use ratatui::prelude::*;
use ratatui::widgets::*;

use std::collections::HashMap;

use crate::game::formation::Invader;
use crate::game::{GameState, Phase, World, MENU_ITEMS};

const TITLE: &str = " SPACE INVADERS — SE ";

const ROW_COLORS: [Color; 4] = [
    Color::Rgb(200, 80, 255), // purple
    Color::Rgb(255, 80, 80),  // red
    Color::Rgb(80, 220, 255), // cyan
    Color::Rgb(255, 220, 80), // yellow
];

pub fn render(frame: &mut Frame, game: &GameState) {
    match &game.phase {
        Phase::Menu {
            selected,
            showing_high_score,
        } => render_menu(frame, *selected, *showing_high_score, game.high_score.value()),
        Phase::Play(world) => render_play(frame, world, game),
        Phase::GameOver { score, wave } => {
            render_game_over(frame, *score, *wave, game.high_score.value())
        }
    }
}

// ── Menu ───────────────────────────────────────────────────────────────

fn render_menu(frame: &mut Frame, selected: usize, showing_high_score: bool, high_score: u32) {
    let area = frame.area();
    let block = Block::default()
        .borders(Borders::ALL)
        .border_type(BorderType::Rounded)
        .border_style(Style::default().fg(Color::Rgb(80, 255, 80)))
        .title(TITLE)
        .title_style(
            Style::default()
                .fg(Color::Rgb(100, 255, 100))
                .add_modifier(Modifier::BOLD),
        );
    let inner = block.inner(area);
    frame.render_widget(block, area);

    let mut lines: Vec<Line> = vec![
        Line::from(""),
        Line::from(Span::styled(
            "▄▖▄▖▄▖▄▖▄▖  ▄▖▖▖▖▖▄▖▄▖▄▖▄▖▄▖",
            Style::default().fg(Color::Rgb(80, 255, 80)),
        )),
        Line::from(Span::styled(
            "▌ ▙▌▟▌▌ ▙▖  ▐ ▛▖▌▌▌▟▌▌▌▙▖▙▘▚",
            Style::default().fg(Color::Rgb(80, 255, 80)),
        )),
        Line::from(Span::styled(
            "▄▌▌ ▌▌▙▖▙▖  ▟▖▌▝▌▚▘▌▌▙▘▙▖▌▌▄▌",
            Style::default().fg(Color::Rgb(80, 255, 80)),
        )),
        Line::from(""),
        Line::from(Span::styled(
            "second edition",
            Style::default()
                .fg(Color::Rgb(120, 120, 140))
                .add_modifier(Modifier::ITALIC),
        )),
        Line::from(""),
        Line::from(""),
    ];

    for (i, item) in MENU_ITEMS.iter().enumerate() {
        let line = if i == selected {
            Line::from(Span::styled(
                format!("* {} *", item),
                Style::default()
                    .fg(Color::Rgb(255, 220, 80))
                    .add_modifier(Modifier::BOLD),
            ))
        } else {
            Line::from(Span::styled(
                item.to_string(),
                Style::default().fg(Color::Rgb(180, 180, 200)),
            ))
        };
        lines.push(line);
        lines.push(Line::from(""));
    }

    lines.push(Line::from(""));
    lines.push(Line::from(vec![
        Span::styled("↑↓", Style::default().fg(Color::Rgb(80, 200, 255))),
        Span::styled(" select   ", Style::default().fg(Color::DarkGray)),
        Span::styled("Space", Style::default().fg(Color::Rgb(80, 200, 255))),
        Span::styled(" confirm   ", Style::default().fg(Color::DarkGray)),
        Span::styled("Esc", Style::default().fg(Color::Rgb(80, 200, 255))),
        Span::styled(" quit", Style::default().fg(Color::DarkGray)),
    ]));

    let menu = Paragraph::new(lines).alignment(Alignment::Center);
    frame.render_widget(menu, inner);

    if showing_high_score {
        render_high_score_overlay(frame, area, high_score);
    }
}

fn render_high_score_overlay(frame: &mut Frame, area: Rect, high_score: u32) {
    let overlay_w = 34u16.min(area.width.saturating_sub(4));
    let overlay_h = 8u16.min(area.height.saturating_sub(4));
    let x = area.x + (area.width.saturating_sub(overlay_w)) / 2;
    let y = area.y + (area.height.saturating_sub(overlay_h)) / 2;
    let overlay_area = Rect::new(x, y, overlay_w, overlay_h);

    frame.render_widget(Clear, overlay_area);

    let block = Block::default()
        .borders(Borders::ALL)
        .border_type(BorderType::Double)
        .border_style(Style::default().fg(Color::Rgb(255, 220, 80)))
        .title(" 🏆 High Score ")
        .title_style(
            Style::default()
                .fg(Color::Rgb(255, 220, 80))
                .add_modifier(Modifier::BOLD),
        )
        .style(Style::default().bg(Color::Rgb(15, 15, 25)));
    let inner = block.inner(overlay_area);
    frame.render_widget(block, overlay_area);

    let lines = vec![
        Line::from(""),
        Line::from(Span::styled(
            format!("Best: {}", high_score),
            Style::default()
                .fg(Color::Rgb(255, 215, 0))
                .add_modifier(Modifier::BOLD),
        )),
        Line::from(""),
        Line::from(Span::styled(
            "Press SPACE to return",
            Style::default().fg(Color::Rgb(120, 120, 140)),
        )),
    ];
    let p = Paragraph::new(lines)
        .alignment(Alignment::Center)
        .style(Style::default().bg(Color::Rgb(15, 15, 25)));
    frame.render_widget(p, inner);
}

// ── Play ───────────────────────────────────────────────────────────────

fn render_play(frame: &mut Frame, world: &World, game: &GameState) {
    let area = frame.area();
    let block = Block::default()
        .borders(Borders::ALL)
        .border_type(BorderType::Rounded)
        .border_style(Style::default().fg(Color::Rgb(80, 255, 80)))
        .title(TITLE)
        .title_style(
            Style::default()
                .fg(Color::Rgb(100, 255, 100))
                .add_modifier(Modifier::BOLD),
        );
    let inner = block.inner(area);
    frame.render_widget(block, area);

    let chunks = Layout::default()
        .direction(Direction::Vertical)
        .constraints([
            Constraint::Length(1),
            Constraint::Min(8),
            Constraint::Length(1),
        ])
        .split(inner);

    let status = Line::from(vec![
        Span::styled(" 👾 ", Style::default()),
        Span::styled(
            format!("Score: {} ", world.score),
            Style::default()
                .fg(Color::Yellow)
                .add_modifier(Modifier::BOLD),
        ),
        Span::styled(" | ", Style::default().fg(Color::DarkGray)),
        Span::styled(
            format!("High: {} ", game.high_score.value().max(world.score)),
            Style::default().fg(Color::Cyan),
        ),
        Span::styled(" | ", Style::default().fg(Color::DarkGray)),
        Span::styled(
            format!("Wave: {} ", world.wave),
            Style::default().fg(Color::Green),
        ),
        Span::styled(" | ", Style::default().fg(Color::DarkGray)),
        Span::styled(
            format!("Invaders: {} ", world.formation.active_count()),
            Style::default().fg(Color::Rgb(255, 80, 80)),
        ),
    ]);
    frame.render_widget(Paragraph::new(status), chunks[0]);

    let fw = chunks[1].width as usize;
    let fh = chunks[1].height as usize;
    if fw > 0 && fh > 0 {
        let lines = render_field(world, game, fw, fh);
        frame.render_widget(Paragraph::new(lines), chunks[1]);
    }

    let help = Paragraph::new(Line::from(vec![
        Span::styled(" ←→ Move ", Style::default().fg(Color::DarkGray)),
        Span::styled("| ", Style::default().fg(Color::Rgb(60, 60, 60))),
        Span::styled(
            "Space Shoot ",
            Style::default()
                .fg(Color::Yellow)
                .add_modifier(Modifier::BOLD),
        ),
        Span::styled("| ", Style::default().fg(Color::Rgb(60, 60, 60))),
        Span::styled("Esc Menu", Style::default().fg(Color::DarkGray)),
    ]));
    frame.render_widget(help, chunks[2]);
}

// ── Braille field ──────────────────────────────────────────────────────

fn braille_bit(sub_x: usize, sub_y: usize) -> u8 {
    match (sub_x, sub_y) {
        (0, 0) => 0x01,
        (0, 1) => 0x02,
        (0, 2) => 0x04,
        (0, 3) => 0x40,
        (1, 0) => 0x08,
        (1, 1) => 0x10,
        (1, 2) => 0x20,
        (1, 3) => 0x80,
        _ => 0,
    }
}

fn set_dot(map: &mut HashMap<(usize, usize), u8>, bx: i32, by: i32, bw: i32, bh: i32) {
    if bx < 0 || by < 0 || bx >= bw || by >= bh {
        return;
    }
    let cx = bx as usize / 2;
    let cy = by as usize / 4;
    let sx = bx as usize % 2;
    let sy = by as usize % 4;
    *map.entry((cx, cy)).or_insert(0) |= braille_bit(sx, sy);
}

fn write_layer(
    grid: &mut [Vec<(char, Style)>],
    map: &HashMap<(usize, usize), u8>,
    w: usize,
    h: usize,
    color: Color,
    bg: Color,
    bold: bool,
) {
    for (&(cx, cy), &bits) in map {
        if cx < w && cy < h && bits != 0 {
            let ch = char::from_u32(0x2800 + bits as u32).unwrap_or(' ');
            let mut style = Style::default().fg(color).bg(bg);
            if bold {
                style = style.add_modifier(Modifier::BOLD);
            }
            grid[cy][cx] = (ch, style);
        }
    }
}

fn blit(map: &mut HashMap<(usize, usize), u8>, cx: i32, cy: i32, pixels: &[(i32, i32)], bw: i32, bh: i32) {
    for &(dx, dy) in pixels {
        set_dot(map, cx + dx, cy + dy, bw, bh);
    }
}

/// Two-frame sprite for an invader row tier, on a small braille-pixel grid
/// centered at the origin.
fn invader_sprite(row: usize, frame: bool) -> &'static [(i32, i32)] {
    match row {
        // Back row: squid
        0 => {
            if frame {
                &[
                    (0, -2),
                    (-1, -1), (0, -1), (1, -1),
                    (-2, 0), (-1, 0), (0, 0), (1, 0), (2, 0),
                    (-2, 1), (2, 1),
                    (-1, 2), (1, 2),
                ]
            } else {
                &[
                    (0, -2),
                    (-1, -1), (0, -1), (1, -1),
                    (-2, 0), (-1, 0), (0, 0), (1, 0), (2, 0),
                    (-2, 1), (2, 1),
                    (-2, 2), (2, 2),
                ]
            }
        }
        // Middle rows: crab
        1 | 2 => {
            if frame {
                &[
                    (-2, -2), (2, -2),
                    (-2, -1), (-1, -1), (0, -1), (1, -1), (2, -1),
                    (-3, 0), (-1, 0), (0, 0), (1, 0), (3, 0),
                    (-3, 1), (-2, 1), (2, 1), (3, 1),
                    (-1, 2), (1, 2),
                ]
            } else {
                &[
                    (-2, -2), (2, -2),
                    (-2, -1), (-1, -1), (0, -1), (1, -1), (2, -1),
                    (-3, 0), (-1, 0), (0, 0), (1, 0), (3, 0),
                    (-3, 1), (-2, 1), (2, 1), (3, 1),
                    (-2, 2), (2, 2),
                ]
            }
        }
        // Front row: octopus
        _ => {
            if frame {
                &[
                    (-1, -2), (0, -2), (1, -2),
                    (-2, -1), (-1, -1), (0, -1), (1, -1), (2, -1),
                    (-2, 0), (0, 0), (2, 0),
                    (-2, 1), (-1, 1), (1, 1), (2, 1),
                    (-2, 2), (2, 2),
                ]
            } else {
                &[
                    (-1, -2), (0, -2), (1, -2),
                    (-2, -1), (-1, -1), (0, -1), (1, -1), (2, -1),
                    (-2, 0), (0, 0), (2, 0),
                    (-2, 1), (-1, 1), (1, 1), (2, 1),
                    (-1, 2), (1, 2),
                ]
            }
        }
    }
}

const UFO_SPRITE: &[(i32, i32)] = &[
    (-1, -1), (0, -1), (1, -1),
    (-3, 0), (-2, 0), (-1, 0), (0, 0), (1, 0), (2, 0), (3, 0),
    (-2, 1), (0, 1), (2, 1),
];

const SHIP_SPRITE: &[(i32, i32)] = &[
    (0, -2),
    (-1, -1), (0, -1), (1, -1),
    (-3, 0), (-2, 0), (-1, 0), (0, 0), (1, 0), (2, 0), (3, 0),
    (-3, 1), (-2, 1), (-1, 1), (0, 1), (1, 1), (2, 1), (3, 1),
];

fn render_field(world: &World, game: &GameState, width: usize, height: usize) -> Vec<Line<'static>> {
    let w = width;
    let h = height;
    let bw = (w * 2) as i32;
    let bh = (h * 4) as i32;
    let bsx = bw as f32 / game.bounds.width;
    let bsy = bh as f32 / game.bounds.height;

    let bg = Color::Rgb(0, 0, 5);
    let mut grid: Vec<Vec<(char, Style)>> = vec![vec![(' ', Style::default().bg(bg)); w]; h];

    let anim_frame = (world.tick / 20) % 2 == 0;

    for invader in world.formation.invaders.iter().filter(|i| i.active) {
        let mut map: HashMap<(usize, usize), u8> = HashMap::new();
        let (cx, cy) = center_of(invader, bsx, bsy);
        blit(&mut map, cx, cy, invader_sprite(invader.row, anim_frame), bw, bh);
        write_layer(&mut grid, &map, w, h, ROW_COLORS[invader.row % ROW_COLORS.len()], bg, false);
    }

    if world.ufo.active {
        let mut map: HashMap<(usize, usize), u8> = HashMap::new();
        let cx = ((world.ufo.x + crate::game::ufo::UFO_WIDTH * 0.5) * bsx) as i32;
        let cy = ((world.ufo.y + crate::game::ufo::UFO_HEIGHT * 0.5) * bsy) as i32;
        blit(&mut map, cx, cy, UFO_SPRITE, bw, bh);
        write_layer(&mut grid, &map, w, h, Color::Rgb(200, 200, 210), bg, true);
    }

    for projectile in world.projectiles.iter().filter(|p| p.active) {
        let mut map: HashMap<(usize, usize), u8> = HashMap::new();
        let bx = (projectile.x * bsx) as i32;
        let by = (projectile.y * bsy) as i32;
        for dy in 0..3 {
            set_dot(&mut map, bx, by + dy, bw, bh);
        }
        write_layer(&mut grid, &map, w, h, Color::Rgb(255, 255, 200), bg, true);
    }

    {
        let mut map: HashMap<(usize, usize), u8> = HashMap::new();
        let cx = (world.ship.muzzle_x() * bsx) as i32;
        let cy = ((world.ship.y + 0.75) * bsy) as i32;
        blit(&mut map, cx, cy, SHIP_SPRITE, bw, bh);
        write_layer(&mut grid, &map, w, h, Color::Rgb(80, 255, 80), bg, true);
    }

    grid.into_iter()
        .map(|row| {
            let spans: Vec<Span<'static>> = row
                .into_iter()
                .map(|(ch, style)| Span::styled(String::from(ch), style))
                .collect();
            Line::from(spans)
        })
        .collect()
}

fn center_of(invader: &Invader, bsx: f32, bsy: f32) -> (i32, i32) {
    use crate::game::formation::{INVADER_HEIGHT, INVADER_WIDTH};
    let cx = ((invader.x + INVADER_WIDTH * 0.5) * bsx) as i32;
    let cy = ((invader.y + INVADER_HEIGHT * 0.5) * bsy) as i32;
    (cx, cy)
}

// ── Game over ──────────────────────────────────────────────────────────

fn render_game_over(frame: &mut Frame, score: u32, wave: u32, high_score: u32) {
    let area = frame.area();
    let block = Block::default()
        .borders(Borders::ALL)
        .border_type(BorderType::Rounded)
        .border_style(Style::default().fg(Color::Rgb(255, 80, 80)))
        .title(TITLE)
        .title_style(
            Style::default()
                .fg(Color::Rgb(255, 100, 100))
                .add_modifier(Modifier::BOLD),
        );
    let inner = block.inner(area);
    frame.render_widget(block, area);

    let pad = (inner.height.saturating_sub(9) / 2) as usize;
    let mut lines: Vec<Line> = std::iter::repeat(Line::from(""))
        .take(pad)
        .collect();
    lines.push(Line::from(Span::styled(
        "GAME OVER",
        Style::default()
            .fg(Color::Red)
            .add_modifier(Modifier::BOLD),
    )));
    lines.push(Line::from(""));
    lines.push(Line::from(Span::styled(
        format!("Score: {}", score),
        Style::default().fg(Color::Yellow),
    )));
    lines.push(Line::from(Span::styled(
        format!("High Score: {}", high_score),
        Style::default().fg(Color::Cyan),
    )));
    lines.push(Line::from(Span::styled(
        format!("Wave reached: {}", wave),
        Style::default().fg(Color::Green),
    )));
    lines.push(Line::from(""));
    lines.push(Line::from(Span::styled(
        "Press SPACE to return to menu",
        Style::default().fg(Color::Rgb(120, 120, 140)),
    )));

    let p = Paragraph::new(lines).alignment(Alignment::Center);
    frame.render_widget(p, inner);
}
——
■ DIRECTIONS FOR THIS TASK ■
All lines from the listing above that include "ratatui" should be shown.

■ TASK ANSWER ■
use ratatui::prelude::*;
use ratatui::widgets::*;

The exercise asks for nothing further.